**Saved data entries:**
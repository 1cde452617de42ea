// Inventory API HTTP client
//
// Wraps `reqwest::Client` with the `/api` base path, the session cookie jar,
// and uniform status mapping. Resource endpoints (auth, products, suppliers,
// inventory) are inherent methods implemented in sibling modules so this file
// stays focused on transport mechanics.

use std::sync::Arc;

use reqwest::Method;
use reqwest::cookie::Jar;
use serde::Serialize;
use serde::de::DeserializeOwned;
use tokio::sync::watch;
use tracing::{debug, warn};
use url::Url;

use crate::error::Error;
use crate::models::MessageBody;
use crate::transport::TransportConfig;

/// Path prefix every backend route lives under.
pub const API_PREFIX: &str = "api";

/// Async client for the inventory REST backend.
///
/// Cheap to clone: the underlying `reqwest::Client` and cookie jar are
/// reference-counted, so every clone shares one session.
#[derive(Clone)]
pub struct ApiClient {
    http: reqwest::Client,
    base_url: Url,
    cookie_jar: Option<Arc<Jar>>,
    unauthorized: Arc<watch::Sender<u64>>,
}

impl std::fmt::Debug for ApiClient {
    fn fmt(&self, f: &mut std::fmt::Formatter<'_>) -> std::fmt::Result {
        f.debug_struct("ApiClient")
            .field("base_url", &self.base_url.as_str())
            .finish_non_exhaustive()
    }
}

impl ApiClient {
    // ── Constructors ─────────────────────────────────────────────────

    /// Create a client for the backend rooted at `server`.
    ///
    /// `server` is the backend origin (e.g. `http://localhost:7090`); the
    /// `/api` prefix is appended here. A cookie jar is created when the
    /// transport config doesn't carry one, since the session lives in a
    /// cookie.
    pub fn new(server: &str, transport: &TransportConfig) -> Result<Self, Error> {
        let config = if transport.cookie_jar.is_some() {
            transport.clone()
        } else {
            transport.clone().with_cookie_jar()
        };
        let cookie_jar = config.cookie_jar.clone();
        let http = config.build_client()?;
        let base_url = Self::normalize_base_url(server)?;
        let (unauthorized, _) = watch::channel(0);

        Ok(Self {
            http,
            base_url,
            cookie_jar,
            unauthorized: Arc::new(unauthorized),
        })
    }

    /// `https://host:port/app` -> `https://host:port/app/api/`
    fn normalize_base_url(server: &str) -> Result<Url, Error> {
        let trimmed = server.trim().trim_end_matches('/');
        let mut url = Url::parse(trimmed)?;
        let path = format!("{}/{API_PREFIX}/", url.path().trim_end_matches('/'));
        url.set_path(&path);
        Ok(url)
    }

    // ── Accessors ────────────────────────────────────────────────────

    /// The resolved `/api/` base URL.
    pub fn base_url(&self) -> &Url {
        &self.base_url
    }

    /// The underlying HTTP client.
    pub fn http(&self) -> &reqwest::Client {
        &self.http
    }

    /// Whether the jar currently holds a cookie for the backend.
    pub fn has_session_cookie(&self) -> bool {
        use reqwest::cookie::CookieStore;

        self.cookie_jar
            .as_ref()
            .and_then(|jar| jar.cookies(&self.base_url))
            .is_some()
    }

    /// Counter bumped on every 401. Observers can watch it to react to
    /// session expiry without the client itself navigating anywhere.
    pub fn unauthorized_events(&self) -> watch::Receiver<u64> {
        self.unauthorized.subscribe()
    }

    // ── URL builder ──────────────────────────────────────────────────

    /// Resolve a path relative to `/api/`. A leading `/` is ignored.
    pub fn url(&self, path: &str) -> Result<Url, Error> {
        Ok(self.base_url.join(path.trim_start_matches('/'))?)
    }

    // ── Request helpers ──────────────────────────────────────────────

    /// Send `method path` with an optional JSON body and decode the JSON reply.
    pub async fn request<T, B>(&self, method: Method, path: &str, body: Option<&B>) -> Result<T, Error>
    where
        T: DeserializeOwned,
        B: Serialize + Sync + ?Sized,
    {
        let resp = self.send(method, path, body).await?;
        self.handle_response(resp).await
    }

    pub(crate) async fn get<T: DeserializeOwned>(&self, path: &str) -> Result<T, Error> {
        self.request::<T, ()>(Method::GET, path, None).await
    }

    pub(crate) async fn get_with_query<T: DeserializeOwned>(
        &self,
        path: &str,
        query: &[(&str, &str)],
    ) -> Result<T, Error> {
        let mut url = self.url(path)?;
        url.query_pairs_mut().extend_pairs(query);
        debug!("GET {url}");
        let resp = self.http.get(url).send().await?;
        self.handle_response(resp).await
    }

    pub(crate) async fn post<T: DeserializeOwned>(
        &self,
        path: &str,
        body: &(impl Serialize + Sync + ?Sized),
    ) -> Result<T, Error> {
        self.request(Method::POST, path, Some(body)).await
    }

    pub(crate) async fn put<T: DeserializeOwned>(
        &self,
        path: &str,
        body: &(impl Serialize + Sync + ?Sized),
    ) -> Result<T, Error> {
        self.request(Method::PUT, path, Some(body)).await
    }

    /// DELETE and discard whatever body comes back.
    pub(crate) async fn delete(&self, path: &str) -> Result<(), Error> {
        let resp = self.send::<()>(Method::DELETE, path, None).await?;
        self.handle_empty(resp).await
    }

    /// POST with no body and discard the reply.
    pub(crate) async fn post_empty(&self, path: &str) -> Result<(), Error> {
        let resp = self.send::<()>(Method::POST, path, None).await?;
        self.handle_empty(resp).await
    }

    /// GET raw bytes (non-JSON downloads such as CSV exports).
    pub(crate) async fn get_bytes(&self, path: &str) -> Result<Vec<u8>, Error> {
        let resp = self.send::<()>(Method::GET, path, None).await?;
        let status = resp.status();
        if status.is_success() {
            Ok(resp.bytes().await?.to_vec())
        } else {
            Err(self.parse_error(status, resp).await)
        }
    }

    async fn send<B>(&self, method: Method, path: &str, body: Option<&B>) -> Result<reqwest::Response, Error>
    where
        B: Serialize + Sync + ?Sized,
    {
        let url = self.url(path)?;
        debug!("{method} {url}");

        let mut builder = self.http.request(method, url);
        if let Some(body) = body {
            builder = builder.json(body);
        }
        Ok(builder.send().await?)
    }

    // ── Response handling ────────────────────────────────────────────

    async fn handle_response<T: DeserializeOwned>(&self, resp: reqwest::Response) -> Result<T, Error> {
        let status = resp.status();
        if status.is_success() {
            let body = resp.text().await?;
            serde_json::from_str(&body).map_err(|e| {
                let preview = body
                    .char_indices()
                    .nth(200)
                    .map_or(body.as_str(), |(i, _)| &body[..i]);
                Error::Deserialization {
                    message: format!("{e} (body preview: {preview:?})"),
                    body,
                }
            })
        } else {
            Err(self.parse_error(status, resp).await)
        }
    }

    async fn handle_empty(&self, resp: reqwest::Response) -> Result<(), Error> {
        let status = resp.status();
        if status.is_success() {
            Ok(())
        } else {
            Err(self.parse_error(status, resp).await)
        }
    }

    async fn parse_error(&self, status: reqwest::StatusCode, resp: reqwest::Response) -> Error {
        let raw = resp.text().await.unwrap_or_default();
        let message = serde_json::from_str::<MessageBody>(&raw)
            .ok()
            .and_then(|body| body.message)
            .filter(|m| !m.trim().is_empty());

        if status == reqwest::StatusCode::UNAUTHORIZED {
            warn!("backend answered 401 (unauthorized)");
            self.unauthorized.send_modify(|count| *count += 1);
            return Error::Unauthorized { message };
        }

        Error::Api {
            status: status.as_u16(),
            message,
        }
    }
}

#[cfg(test)]
#[allow(clippy::unwrap_used)]
mod tests {
    use super::*;

    #[test]
    fn base_url_gains_api_prefix() {
        let client = ApiClient::new("http://localhost:7090", &TransportConfig::default()).unwrap();
        assert_eq!(client.base_url().as_str(), "http://localhost:7090/api/");
    }

    #[test]
    fn base_url_keeps_subpath_and_trims_slash() {
        let client =
            ApiClient::new("https://host/inventory_management/", &TransportConfig::default())
                .unwrap();
        assert_eq!(
            client.url("/products/3").unwrap().as_str(),
            "https://host/inventory_management/api/products/3"
        );
    }

    #[test]
    fn invalid_server_is_rejected() {
        let err = ApiClient::new("not a url", &TransportConfig::default()).unwrap_err();
        assert!(matches!(err, Error::InvalidUrl(_)));
    }

    #[test]
    fn fresh_client_has_no_session_cookie() {
        let client = ApiClient::new("http://localhost:7090", &TransportConfig::default()).unwrap();
        assert!(!client.has_session_cookie());
    }
}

**Assigned task:**
Reproduce the entries above exactly, but only the lines between the line holding "created when the" and the line holding "let base_url = Self::normalize_base_url(server)?;", inclusive.

**Answer to this problem:**
    /// `/api` prefix is appended here. A cookie jar is created when the
    /// transport config doesn't carry one, since the session lives in a
    /// cookie.
    pub fn new(server: &str, transport: &TransportConfig) -> Result<Self, Error> {
        let config = if transport.cookie_jar.is_some() {
            transport.clone()
        } else {
            transport.clone().with_cookie_jar()
        };
        let cookie_jar = config.cookie_jar.clone();
        let http = config.build_client()?;
        let base_url = Self::normalize_base_url(server)?;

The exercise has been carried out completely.